CoC, Commission on Cancer; ETE, extrathyroidal extension; FTC, follicular thyroid cancer; HMO, Health Maintenance Organization; LVI, lymphovascular invasion; NOS, not otherwise specified; PPO, Preferred Provider Organization; PTC, papillary thyroid cancer; SD, standard deviation; SEER, Surveillance, Epidemiology, and End Results; WDTC, well-differentiated thyroid cancer.

Clinical characteristics

There was no statistically significant difference in baseline health between the cohorts, as indicated by the Charlson Comorbidity Index (Table 1). Distant disease at diagnosis was more common in rural (56.0 vs. 50.4 cases per 1000 new cases) and frontier patients (80.9 vs. 50.4 per 1000) compared to urban patients. The incidence of medullary thyroid cancer was greater in rural patients (17.9 vs. 13.6 cases per 1000) and frontier patients (31.0 vs. 13.6 per 1000) compared to urban patients. The incidence of anaplastic thyroid cancer was higher in frontier versus urban patients (15.5 vs. 7.1 per 1000). Rural and frontier patients were more likely to be diagnosed and treated at CoC-registered facilities (p < 0.01) (Table 1).
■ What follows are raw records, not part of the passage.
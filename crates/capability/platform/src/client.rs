//! HTTP + MQTT 平台客户端。

use crate::command::{CommandListenerConfig, spawn_command_listener};
use crate::{CommandSink, Platform, PlatformError};
use async_trait::async_trait;
use base64::Engine as _;
use base64::engine::general_purpose::STANDARD;
use domain::{DeviceIdentity, DeviceStatus, ScalarValue};
use rumqttc::{AsyncClient, MqttOptions, QoS};
use serde::{Deserialize, Serialize};
use std::collections::BTreeMap;
use std::sync::{Arc, Mutex};
use std::time::Duration;
use tracing::{debug, info, warn};

const TELEMETRY_TOPIC: &str = "devices/telemetry";
const IDENTITY_PATH: &str = "/api/v1/plugin/device/config";
const HEARTBEAT_PATH: &str = "/api/v1/plugin/heartbeat";
const SUCCESS_CODE: i64 = 200;

/// 平台客户端配置。
#[derive(Debug, Clone)]
pub struct PlatformClientConfig {
    pub base_url: String,
    pub service_identifier: String,
    pub http_timeout: Duration,
    pub mqtt_host: String,
    pub mqtt_port: u16,
    pub mqtt_username: Option<String>,
    pub mqtt_password: Option<String>,
}

#[derive(Debug, Deserialize)]
struct ApiEnvelope {
    code: i64,
    #[serde(default)]
    message: String,
    #[serde(default)]
    data: serde_json::Value,
}

#[derive(Debug, Serialize)]
struct IdentityRequest<'a> {
    device_number: &'a str,
}

#[derive(Debug, Serialize)]
struct HeartbeatRequest<'a> {
    service_identifier: &'a str,
}

#[derive(Debug, Serialize)]
struct TelemetryPayload<'a> {
    device_id: &'a str,
    values: String,
}

/// 平台客户端：HTTP 查询身份/上报心跳，MQTT 上报遥测/状态并订阅指令。
pub struct PlatformClient {
    http: reqwest::Client,
    mqtt: AsyncClient,
    config: PlatformClientConfig,
    listener: Mutex<Option<tokio::task::JoinHandle<()>>>,
}

impl PlatformClient {
    /// 建立客户端，返回 MQTT 事件循环任务句柄。
    pub fn connect(
        config: PlatformClientConfig,
    ) -> Result<(Self, tokio::task::JoinHandle<()>), PlatformError> {
        let http = reqwest::Client::builder()
            .timeout(config.http_timeout)
            .build()
            .map_err(|err| PlatformError::Request(err.to_string()))?;

        let client_id = format!("gw-publish-{}", uuid::Uuid::new_v4());
        let mut options = MqttOptions::new(client_id, config.mqtt_host.clone(), config.mqtt_port);
        options.set_keep_alive(Duration::from_secs(30));
        if let (Some(username), Some(password)) =
            (config.mqtt_username.clone(), config.mqtt_password.clone())
        {
            options.set_credentials(username, password);
        }
        let (mqtt, mut eventloop) = AsyncClient::new(options, 64);
        let handle = tokio::spawn(async move {
            loop {
                if let Err(err) = eventloop.poll().await {
                    warn!(target: "gw.platform", error = %err, "publish_eventloop_error");
                    tokio::time::sleep(Duration::from_secs(1)).await;
                }
            }
        });

        Ok((
            Self {
                http,
                mqtt,
                config,
                listener: Mutex::new(None),
            },
            handle,
        ))
    }

    fn url(&self, path: &str) -> String {
        format!("{}{}", self.config.base_url.trim_end_matches('/'), path)
    }

    async fn post<B: Serialize + ?Sized>(
        &self,
        path: &str,
        body: &B,
    ) -> Result<serde_json::Value, PlatformError> {
        let response = self
            .http
            .post(self.url(path))
            .json(body)
            .send()
            .await
            .map_err(|err| PlatformError::Request(err.to_string()))?;
        let envelope: ApiEnvelope = response
            .json()
            .await
            .map_err(|err| PlatformError::Payload(err.to_string()))?;
        unwrap_envelope(envelope)
    }

    async fn publish(&self, topic: String, payload: Vec<u8>) -> Result<(), PlatformError> {
        self.mqtt
            .publish(topic, QoS::AtLeastOnce, false, payload)
            .await
            .map_err(|err| PlatformError::Publish(err.to_string()))
    }
}

#[async_trait]
impl Platform for PlatformClient {
    async fn fetch_identity(&self, wire_id: &str) -> Result<DeviceIdentity, PlatformError> {
        let data = self
            .post(IDENTITY_PATH, &IdentityRequest {
                device_number: wire_id,
            })
            .await?;
        let identity = identity_from_data(wire_id, data)?;
        debug!(
            target: "gw.platform",
            wire_id = %wire_id,
            device_id = %identity.device_id,
            "identity_fetched"
        );
        Ok(identity)
    }

    async fn publish_telemetry(
        &self,
        device_id: &str,
        values: &BTreeMap<String, ScalarValue>,
    ) -> Result<(), PlatformError> {
        let payload = telemetry_payload(device_id, values)?;
        self.publish(TELEMETRY_TOPIC.to_string(), payload).await
    }

    async fn publish_status(
        &self,
        device_id: &str,
        status: DeviceStatus,
    ) -> Result<(), PlatformError> {
        let topic = format!("devices/status/{}", device_id);
        self.publish(topic, status.code().to_string().into_bytes())
            .await
    }

    async fn send_heartbeat(&self, service_id: &str) -> Result<(), PlatformError> {
        self.post(HEARTBEAT_PATH, &HeartbeatRequest {
            service_identifier: service_id,
        })
        .await?;
        Ok(())
    }

    fn register_command_sink(&self, sink: Arc<dyn CommandSink>) -> Result<(), PlatformError> {
        let config = CommandListenerConfig {
            host: self.config.mqtt_host.clone(),
            port: self.config.mqtt_port,
            username: self.config.mqtt_username.clone(),
            password: self.config.mqtt_password.clone(),
            service_identifier: self.config.service_identifier.clone(),
        };
        let mut listener = self
            .listener
            .lock()
            .map_err(|_| PlatformError::Unavailable("lock failed".to_string()))?;
        if let Some(previous) = listener.take() {
            previous.abort();
        }
        *listener = Some(spawn_command_listener(config, sink));
        info!(
            target: "gw.platform",
            service_identifier = %self.config.service_identifier,
            "command_sink_registered"
        );
        Ok(())
    }
}

impl Drop for PlatformClient {
    fn drop(&mut self) {
        if let Ok(mut listener) = self.listener.lock() {
            if let Some(handle) = listener.take() {
                handle.abort();
            }
        }
    }
}

fn unwrap_envelope(envelope: ApiEnvelope) -> Result<serde_json::Value, PlatformError> {
    if envelope.code != SUCCESS_CODE {
        return Err(PlatformError::Rejected {
            code: envelope.code,
            message: envelope.message,
        });
    }
    Ok(envelope.data)
}

fn identity_from_data(wire_id: &str, data: serde_json::Value) -> Result<DeviceIdentity, PlatformError> {
    let device_id = match data.get("id") {
        Some(serde_json::Value::String(id)) => id.trim().to_string(),
        Some(serde_json::Value::Number(id)) => id.to_string(),
        _ => String::new(),
    };
    if device_id.is_empty() {
        return Err(PlatformError::NotFound(wire_id.to_string()));
    }
    let name = data
        .get("name")
        .and_then(|value| value.as_str())
        .map(str::to_string);
    Ok(DeviceIdentity {
        device_id,
        wire_id: wire_id.to_string(),
        name,
        record: data,
    })
}

fn telemetry_payload(
    device_id: &str,
    values: &BTreeMap<String, ScalarValue>,
) -> Result<Vec<u8>, PlatformError> {
    let encoded = serde_json::to_vec(values).map_err(|err| PlatformError::Payload(err.to_string()))?;
    let payload = TelemetryPayload {
        device_id,
        values: STANDARD.encode(encoded),
    };
    serde_json::to_vec(&payload).map_err(|err| PlatformError::Payload(err.to_string()))
}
Thyroid cancer continuum of care and adjustment for demographic and clinical covariates

Time to surgery

On both adjusted and unadjusted analysis, patients in rural and frontier areas had different but likely clinically insignificant mean times from diagnosis to surgery when compared to their urban counterparts (Table 2).

Table 2.

Unadjusted Outcomes Along the Thyroid Cancer Continuum of Care by Rurality

	Urban (N = 82045)	Rural (N = 10341)	Frontier (N = 408)	p-Value, rural vs. urban	p-Value, frontier vs. urban
Time from diagnosis to surgery (days)				0.08	0.02
Median (IQR)	20 (0–70)	8 (0–57)	1 (0–62)
Receipt of surgery^a				<0.001	0.80
No	13,573 (16.5%)	1406 (13.6%)	65 (15.9%)
Yes	68,472 (83.5%)	8935 (86.4%)	343 (84.1%)
Completion thyroidectomy^b				<0.01	0.71
No	77,996 (95.1%)	9769 (94.5%)	390 (95.6%)
Yes	4049 (4.9%)	572 (5.5%)	18 (4.4%)
Received adjuvant RAI treatment when an indication present^c				0.28	<0.01
No	15,868 (19.3%)	1964 (19.0%)	88 (21.6%)
Yes	18,267 (22.3%)	2254 (21.8%)	61 (15.0%)
No indication for RAI	47,910 (58.4%)	6123 (59.2%)	259 (63.4%)
Follow-up^d				<0.001	<0.001
Lost to follow-up	11,416 (13.9%)	1650 (15.9%)	85 (20.8%)
Active follow-up	7347 (9.0%)	626 (6.1%)	18 (4.4%)
Diagnosed before the last 5 years of the study	63,282 (77.1%)	8065 (78.0%)	305 (74.8%)
Thyroid cancer-specific mortality				<0.001	<0.001
No	78,909 (96.2%)	9874 (95.5%)	379 (92.9%)
Yes	3136 (3.8%)	467 (4.5%)	29 (7.1%)
All-cause mortality				<0.001	<0.001
Dead	12,067 (14.7%)	1702 (16.5%)	91 (22.3%)
Alive	69,978 (85.3%)	8639 (83.5%)	317 (77.7%)

Patient received a thyroid lobectomy, total thyroidectomy, or total thyroidectomy with lymph node procedure.

Indicated patients who received either two thyroid lobectomies, or a lobectomy and a total thyroidectomy, within 90 days of each other.

Patients who had either a total thyroidectomy or completion thyroidectomy and had SEER regional-stage disease were considered to have an indication.

Patients diagnosed in the last 5 years of the study with any follow-up visit in the last 1 year of the study were considered to have active follow-up.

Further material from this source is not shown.